Вслед за вторым визитом Добролюбова в дневнике зафиксировано знакомство с 69-летним Петром Ивановичем Бартеневым, который показался Брюсову «древним старцем». Казалось бы, пожилому издателю консервативного исторического журнала, славянофилу, не признававшему слова «редактор» и потому именовавшему себя «составителем»[28] «Русского архива», не о чем было говорить с молодым (44 года разницы в возрасте!) вождем новомодной школы со скандальной репутацией. «Как робкий ученик», Валерий Яковлевич принес Бартеневу статью о вариантах стихотворений Тютчева — «и был принят старым ласковым учителем, который подыскивал способного ученика, к тому же „бессеребренника“, — не любил Петр Иванович платить большие гонорары, — чтобы вручить ему свои литературные навыки, которые были с признательностью приняты Брюсовым»{15}. Через несколько дней он получил корректуру и вскоре увидел статью в печати.
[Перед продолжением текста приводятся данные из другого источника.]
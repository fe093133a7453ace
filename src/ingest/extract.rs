//! Pattern classifiers over cleaned feed text: canonical route codes, compass
//! directions, chain-control levels.
//!
//! Route tables are per region because state-route shorthand is ambiguous
//! across the state line ("SR 28" is CA-28 in Caltrans text and NV-28 in
//! Nevada 511 text).

use once_cell::sync::Lazy;
use regex::Regex;

use crate::ingest::types::{ChainLevel, Direction};

struct RoutePattern {
    re: Regex,
    code: &'static str,
}

fn compile(table: &[(&str, &'static str)]) -> Vec<RoutePattern> {
    table
        .iter()
        .map(|(pat, code)| RoutePattern {
            re: Regex::new(pat).expect("route regex"),
            code,
        })
        .collect()
}

// California state-route prefixes: CA, SR, Hwy, Hwy., Highway, State Route.
static CALIFORNIA: Lazy<Vec<RoutePattern>> = Lazy::new(|| {
    compile(&[
        (r"(?i)\b(?:I|INTERSTATE)\s*-?\s*80\b", "I-80"),
        (r"(?i)\bU\.?\s*S\.?\s*-?\s*50\b", "US-50"),
        (r"(?i)\bU\.?\s*S\.?\s*-?\s*395\b", "US-395"),
        (r"(?i)\b(?:CA|SR|HWY\.?|HIGHWAY|STATE\s+ROUTE)\s*-?\s*88\b", "CA-88"),
        (r"(?i)\b(?:CA|SR|HWY\.?|HIGHWAY|STATE\s+ROUTE)\s*-?\s*89\b", "CA-89"),
        (r"(?i)\b(?:CA|SR|HWY\.?|HIGHWAY|STATE\s+ROUTE)\s*-?\s*28\b", "CA-28"),
        (r"(?i)\b(?:CA|SR|HWY\.?|HIGHWAY|STATE\s+ROUTE)\s*-?\s*267\b", "CA-267"),
    ])
});

static NEVADA: Lazy<Vec<RoutePattern>> = Lazy::new(|| {
    compile(&[
        (r"(?i)\b(?:I|INTERSTATE)\s*-?\s*80\b", "I-80"),
        (r"(?i)\bU\.?\s*S\.?\s*-?\s*395\b", "US-395"),
        (r"(?i)\bU\.?\s*S\.?\s*-?\s*50\b", "US-50"),
        (r"(?i)\b(?:NV|SR)\s*-?\s*431\b", "NV-431"),
        (r"(?i)\b(?:NV|SR)\s*-?\s*28\b", "NV-28"),
        (r"(?i)\b(?:NV|SR)\s*-?\s*267\b", "NV-267"),
        (r"(?i)\b(?:SR|NV)\s*-?\s*207\b", "SR-207"),
    ])
});

/// Which route table a feed's text should be read against.
#[derive(Debug, Clone, Copy, PartialEq, Eq)]
pub enum RouteTable {
    California,
    Nevada,
}

impl RouteTable {
    fn patterns(self) -> &'static [RoutePattern] {
        match self {
            RouteTable::California => &CALIFORNIA,
            RouteTable::Nevada => &NEVADA,
        }
    }

    /// Route codes a feed of this region keeps without further checks.
    pub fn allow_list(self) -> &'static [&'static str] {
        match self {
            RouteTable::California => &["I-80", "US-50", "CA-88", "CA-89", "CA-28", "CA-267"],
            RouteTable::Nevada => &["I-80", "US-395", "NV-431", "NV-28", "NV-267", "SR-207"],
        }
    }

    pub fn is_allowed(self, highway: &str) -> bool {
        self.allow_list()
            .iter()
            .any(|h| h.eq_ignore_ascii_case(highway))
    }
}

/// First canonical route code found in `text`.
pub fn extract_highway(text: &str, table: RouteTable) -> Option<String> {
    if text.trim().is_empty() {
        return None;
    }
    table
        .patterns()
        .iter()
        .find(|p| p.re.is_match(text))
        .map(|p| p.code.to_string())
}

/// Like [`extract_highway`], but also accepts the bare route numbers some
/// structured feeds put in their `route` field ("80", "50").
pub fn extract_route_field(field: &str, table: RouteTable) -> Option<String> {
    if let Some(hw) = extract_highway(field, table) {
        return Some(hw);
    }
    let digits = field.trim();
    if digits.is_empty() || !digits.chars().all(|c| c.is_ascii_digit()) {
        return None;
    }
    let digits = digits.trim_start_matches('0');
    table
        .allow_list()
        .iter()
        .find(|code| code.rsplit('-').next() == Some(digits))
        .map(|code| code.to_string())
}

static RE_DIR_SHORT: Lazy<Regex> = Lazy::new(|| Regex::new(r"(?i)\b(EB|WB|NB|SB)\b").unwrap());
static RE_DIR_LONG: Lazy<Regex> =
    Lazy::new(|| Regex::new(r"(?i)\b(EASTBOUND|WESTBOUND|NORTHBOUND|SOUTHBOUND)\b").unwrap());

fn direction_from_word(word: &str) -> Option<Direction> {
    match word.to_ascii_uppercase().as_str() {
        "EB" | "EASTBOUND" => Some(Direction::EB),
        "WB" | "WESTBOUND" => Some(Direction::WB),
        "NB" | "NORTHBOUND" => Some(Direction::NB),
        "SB" | "SOUTHBOUND" => Some(Direction::SB),
        _ => None,
    }
}

/// Compass direction mentioned in free text. Abbreviations win over words.
pub fn extract_direction(text: &str) -> Option<Direction> {
    if let Some(c) = RE_DIR_SHORT.captures(text) {
        return direction_from_word(&c[1]);
    }
    RE_DIR_LONG
        .captures(text)
        .and_then(|c| direction_from_word(&c[1]))
}

/// Direction from a dedicated field, which may hold "East", "E", "Eastbound".
pub fn extract_direction_field(field: &str) -> Option<Direction> {
    if let Some(d) = extract_direction(field) {
        return Some(d);
    }
    match field.trim().to_ascii_uppercase().as_str() {
        "E" | "EAST" => Some(Direction::EB),
        "W" | "WEST" => Some(Direction::WB),
        "N" | "NORTH" => Some(Direction::NB),
        "S" | "SOUTH" => Some(Direction::SB),
        _ => None,
    }
}

static RE_NO_CHAIN: Lazy<Regex> =
    Lazy::new(|| Regex::new(r"(?i)\bNO\s+CHAIN|\bNO\s+RESTRICTIONS\b").unwrap());
static RE_R_LEVEL: Lazy<Regex> = Lazy::new(|| Regex::new(r"(?i)\bR\s*-?\s*([0-3])\b").unwrap());
static RE_RC: Lazy<Regex> = Lazy::new(|| Regex::new(r"(?i)\bR\s*/\s*C\b|\bRC\b").unwrap());
static RE_ESC: Lazy<Regex> = Lazy::new(|| Regex::new(r"(?i)\bESC\b").unwrap());
static RE_HT: Lazy<Regex> = Lazy::new(|| Regex::new(r"(?i)\bHT\b").unwrap());

/// Chain-control level. Explicit "no chain" phrasing is checked before any
/// level digits so "No chain controls, R-2 lifted" reads as R-0.
pub fn extract_chain_level(text: &str) -> ChainLevel {
    if RE_NO_CHAIN.is_match(text) {
        return ChainLevel::R0;
    }
    if let Some(c) = RE_R_LEVEL.captures(text) {
        return match &c[1] {
            "0" => ChainLevel::R0,
            "1" => ChainLevel::R1,
            "2" => ChainLevel::R2,
            _ => ChainLevel::R3,
        };
    }
    if RE_RC.is_match(text) {
        return ChainLevel::RC;
    }
    if RE_ESC.is_match(text) {
        return ChainLevel::Esc;
    }
    if RE_HT.is_match(text) {
        return ChainLevel::HT;
    }
    ChainLevel::Unknown
}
Оценив профессионализм нового знакомого, Бартенев вручил ему корректуру подготовленного «Русским архивом» к печати издания стихотворений Тютчева, в которое Брюсов внес немало уточнений и исправлений.
Старого издателя и молодого поэта сблизила любовь к Тютчеву: Валерий Яковлевич считал его первым и лучшим русским символистом, но вряд ли говорил об этом собеседнику. «Русская литература остановилась для Бартенева на Тургеневе. […] Не читал Бартенев и моих книг, — признал Брюсов в очерке „Обломок старых поколений“, — и всегда был убежден, что я не говорю с ним о моих стихах из чувства стыда за свое „бедное рифмачество“[29]. […] Он продолжал жить в наши дни в общении с людьми прошлого, с Екатериной Великой, с Александром I, с Пушкиным, с ушедшими из жизни друзьями лучших лет, с кн. Вяземским, Хомяковым, Тютчевым… В их кругу он чувствовал себя как дома и как на что-то чужое смотрел на суетливую современность». Брюсов стал не только автором журнала, в котором печатался почти до его закрытия в 1917 году, но помощником издателя[30] и почти членом семьи: он поддерживал дружеские отношения с сыновьями Петра Ивановича цензором Юрием и историком Сергеем, а затем с внуком, подписывавшимся «Петр Бартенев-младший». Сотрудничество с Бартеневым не только стало началом литературной реабилитации Валерия Яковлевича, но и дало ему хороший опыт журнальной и историко-литературной работы. Напечатанные в «Русском архиве» статьи, рецензии, библиографические заметки, архивные публикации и переводы показывают не только эрудицию Брюсова, но и тот высокий профессиональный уровень, которым будут отмечены его позднейшие работы о Пушкине, Тютчеве, Каролине Павловой.